#### About this exercise:
Begin at the top of the following data. Copy each line exactly until you have copied the line containing "fn var(name: &str)".

#### Dataset entries:
-=-=-

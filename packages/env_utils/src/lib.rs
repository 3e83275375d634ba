//! Helpers for reading typed values out of environment variables.
//!
//! Unset variables fall back to a default (or `None`). Variables that are set
//! but can't be parsed are reported as errors instead of being silently
//! replaced by the default.

#![cfg_attr(feature = "fail-on-warnings", deny(warnings))]
#![warn(clippy::all, clippy::pedantic, clippy::nursery, clippy::cargo)]
#![allow(clippy::multiple_crate_versions)]

use std::{num::ParseIntError, str::FromStr};

use thiserror::Error;

#[derive(Debug, Error)]
pub enum EnvParseError {
    #[error("Invalid value for environment variable {name}: '{value}'")]
    ParseInt {
        name: String,
        value: String,
        #[source]
        source: ParseIntError,
    },
    #[error("Environment variable {name} is not valid unicode")]
    NotUnicode { name: String },
}

fn var(name: &str) -> Result<Option<String>, EnvParseError> {
    match std::env::var(name) {
        Ok(value) => Ok(Some(value)),
        Err(std::env::VarError::NotPresent) => Ok(None),
        Err(std::env::VarError::NotUnicode(_)) => Err(EnvParseError::NotUnicode {
            name: name.to_string(),
        }),
    }
}

fn parse_value<T: FromStr<Err = ParseIntError>>(
    name: &str,
    value: Option<String>,
) -> Result<Option<T>, EnvParseError> {
    value
        .map(|value| {
            value
                .trim()
                .parse::<T>()
                .map_err(|source| EnvParseError::ParseInt {
                    name: name.to_string(),
                    value,
                    source,
                })
        })
        .transpose()
}

/// Reads a string environment variable, falling back to `default` when it is
/// unset or not valid unicode.
#[must_use]
pub fn default_env(name: &str, default: &str) -> String {
    std::env::var(name).unwrap_or_else(|_| default.to_string())
}

/// # Errors
///
/// * If the environment variable is set to something that isn't a valid `u16`
pub fn default_env_u16(name: &str, default: u16) -> Result<u16, EnvParseError> {
    Ok(parse_value(name, var(name)?)?.unwrap_or(default))
}

/// # Errors
///
/// * If the environment variable is set to something that isn't a valid `usize`
pub fn option_env_usize(name: &str) -> Result<Option<usize>, EnvParseError> {
    parse_value(name, var(name)?)
}
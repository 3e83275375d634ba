/// Logs the first message at `debug`, or the second, usually more verbose,
/// message at `trace` when trace logging is enabled.
#[macro_export]
macro_rules! debug_or_trace {
    (($($debug:tt)+), ($($trace:tt)+)) => {
        if $crate::log::log_enabled!($crate::log::Level::Trace) {
            $crate::log::trace!($($trace)*);
        } else {
            $crate::log::debug!($($debug)*);
        }
    }
}
//! HTTP API endpoints for user records.
//!
//! # Endpoints
//!
//! * `GET /users` - List every user
//! * `POST /users/create` - Create a user, responds with every user
//! * `DELETE /users/delete?id=<id>` - Delete a user
//! * `PATCH /users/update?id=<id>` - Update a user's `name` and/or `age`
//!
//! Each path accepts exactly one method. Any other method gets a
//! `405 Method Not Allowed` with an empty body.
//!
//! # Example
//!
//! ```rust,no_run
//! use actix_web::{App, web};
//! use userbox_users::{api::bind_services, store::UserStore};
//!
//! let store = web::Data::new(UserStore::new());
//! let app = App::new()
//!     .app_data(store)
//!     .service(bind_services(web::scope("/users")));
//! ```

use actix_web::{
    FromRequest, HttpRequest, HttpResponse, ResponseError, Result, Scope,
    dev::{Payload, ServiceFactory, ServiceRequest},
    http::{StatusCode, header::ContentType},
    web::{self, Json},
};
use futures::future::{Ready, err, ok};
use qstring::QString;

use crate::{
    UserError,
    api::models::{ApiCreateUser, ApiUpdateUser, ApiUser, from_json_object},
    store::UserStore,
};

pub mod models;

/// Binds the user endpoints to an Actix-Web scope.
///
/// The list endpoint is bound to the scope's own path, so mount this on
/// `/users`.
#[must_use]
pub fn bind_services<
    T: ServiceFactory<ServiceRequest, Config = (), Error = actix_web::Error, InitError = ()>,
>(
    scope: Scope<T>,
) -> Scope<T> {
    scope
        .service(web::resource("").route(web::get().to(list_users_endpoint)))
        .service(web::resource("/create").route(web::post().to(create_user_endpoint)))
        .service(web::resource("/delete").route(web::delete().to(delete_user_endpoint)))
        .service(web::resource("/update").route(web::patch().to(update_user_endpoint)))
}

impl ResponseError for UserError {
    fn status_code(&self) -> StatusCode {
        match self {
            Self::MissingId | Self::InvalidId { .. } | Self::InvalidBody(_) => {
                StatusCode::BAD_REQUEST
            }
            Self::NotFound { .. } => StatusCode::NOT_FOUND,
        }
    }

    fn error_response(&self) -> HttpResponse {
        let status = self.status_code();
        log::debug!("Responding with {status}: {self}");

        match self {
            Self::InvalidBody(_) => HttpResponse::build(status)
                .content_type(ContentType::plaintext())
                .body(self.to_string()),
            Self::MissingId | Self::InvalidId { .. } | Self::NotFound { .. } => {
                HttpResponse::new(status)
            }
        }
    }
}

/// The required `id` query parameter of the delete and update endpoints.
#[derive(Debug, Clone, Copy, PartialEq, Eq)]
pub struct UserIdQuery(pub i64);

impl UserIdQuery {
    /// Reads the `id` query parameter from the request.
    ///
    /// # Errors
    ///
    /// * If the `id` query parameter is missing or empty
    /// * If the `id` query parameter is not an integer
    pub fn from_request_inner(req: &HttpRequest) -> Result<Self, UserError> {
        let query = QString::from(req.query_string());

        let Some(id) = query.get("id").filter(|id| !id.is_empty()) else {
            return Err(UserError::MissingId);
        };

        id.parse::<i64>()
            .map(Self)
            .map_err(|source| UserError::InvalidId {
                value: id.to_string(),
                source,
            })
    }
}

impl FromRequest for UserIdQuery {
    type Error = actix_web::Error;
    type Future = Ready<Result<Self, actix_web::Error>>;

    fn from_request(req: &HttpRequest, _: &mut Payload) -> Self::Future {
        match Self::from_request_inner(req) {
            Ok(x) => ok(x),
            Err(x) => err(x.into()),
        }
    }
}

fn to_api_users(users: Vec<crate::models::User>) -> Vec<ApiUser> {
    users.into_iter().map(Into::into).collect()
}

/// API endpoint to list every user in creation order.
///
/// # Errors
///
/// * Never, apart from the method check done by the router
pub async fn list_users_endpoint(store: web::Data<UserStore>) -> Result<Json<Vec<ApiUser>>> {
    Ok(Json(to_api_users(store.list())))
}

/// API endpoint to create a user.
///
/// Responds with every user, the new one last.
///
/// # Errors
///
/// * If the body is not a JSON object with a string `name` and an integer `age`
pub async fn create_user_endpoint(
    store: web::Data<UserStore>,
    body: web::Bytes,
) -> Result<Json<Vec<ApiUser>>> {
    let user = from_json_object::<ApiCreateUser>(&body).map_err(UserError::from)?;
    let (_, users) = store.create(user.into());

    Ok(Json(to_api_users(users)))
}

/// API endpoint to delete a user. Responds with an empty body.
///
/// # Errors
///
/// * If the `id` query parameter is missing or not an integer
/// * If no user has the given id
pub async fn delete_user_endpoint(
    store: web::Data<UserStore>,
    id: UserIdQuery,
) -> Result<HttpResponse> {
    store.delete(id.0)?;

    Ok(HttpResponse::Ok().finish())
}

/// API endpoint to update a user's `name` and/or `age`.
///
/// The whole body is validated before the user is touched, so a rejected
/// request never leaves a partial update behind.
///
/// # Errors
///
/// * If the `id` query parameter is missing or not an integer
/// * If the body is not a JSON object, has a key other than `name`/`age`, or
///   has a value of the wrong type
/// * If no user has the given id
pub async fn update_user_endpoint(
    store: web::Data<UserStore>,
    id: UserIdQuery,
    body: web::Bytes,
) -> Result<Json<ApiUser>> {
    let update = from_json_object::<ApiUpdateUser>(&body).map_err(UserError::from)?;
    let user = store.update(id.0, update.into())?;

    Ok(Json(user.into()))
}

-=-=-

#### Response to this exercise:
filename packages/env_utils/src/lib.rs
repository 3e83275375d634ba
//! Helpers for reading typed values out of environment variables.
//!
//! Unset variables fall back to a default (or `None`). Variables that are set
//! but can't be parsed are reported as errors instead of being silently
//! replaced by the default.

#![cfg_attr(feature = "fail-on-warnings", deny(warnings))]
#![warn(clippy::all, clippy::pedantic, clippy::nursery, clippy::cargo)]
#![allow(clippy::multiple_crate_versions)]

use std::{num::ParseIntError, str::FromStr};

use thiserror::Error;

#[derive(Debug, Error)]
pub enum EnvParseError {
    #[error("Invalid value for environment variable {name}: '{value}'")]
    ParseInt {
        name: String,
        value: String,
        #[source]
        source: ParseIntError,
    },
    #[error("Environment variable {name} is not valid unicode")]
    NotUnicode { name: String },
}

fn var(name: &str) -> Result<Option<String>, EnvParseError> {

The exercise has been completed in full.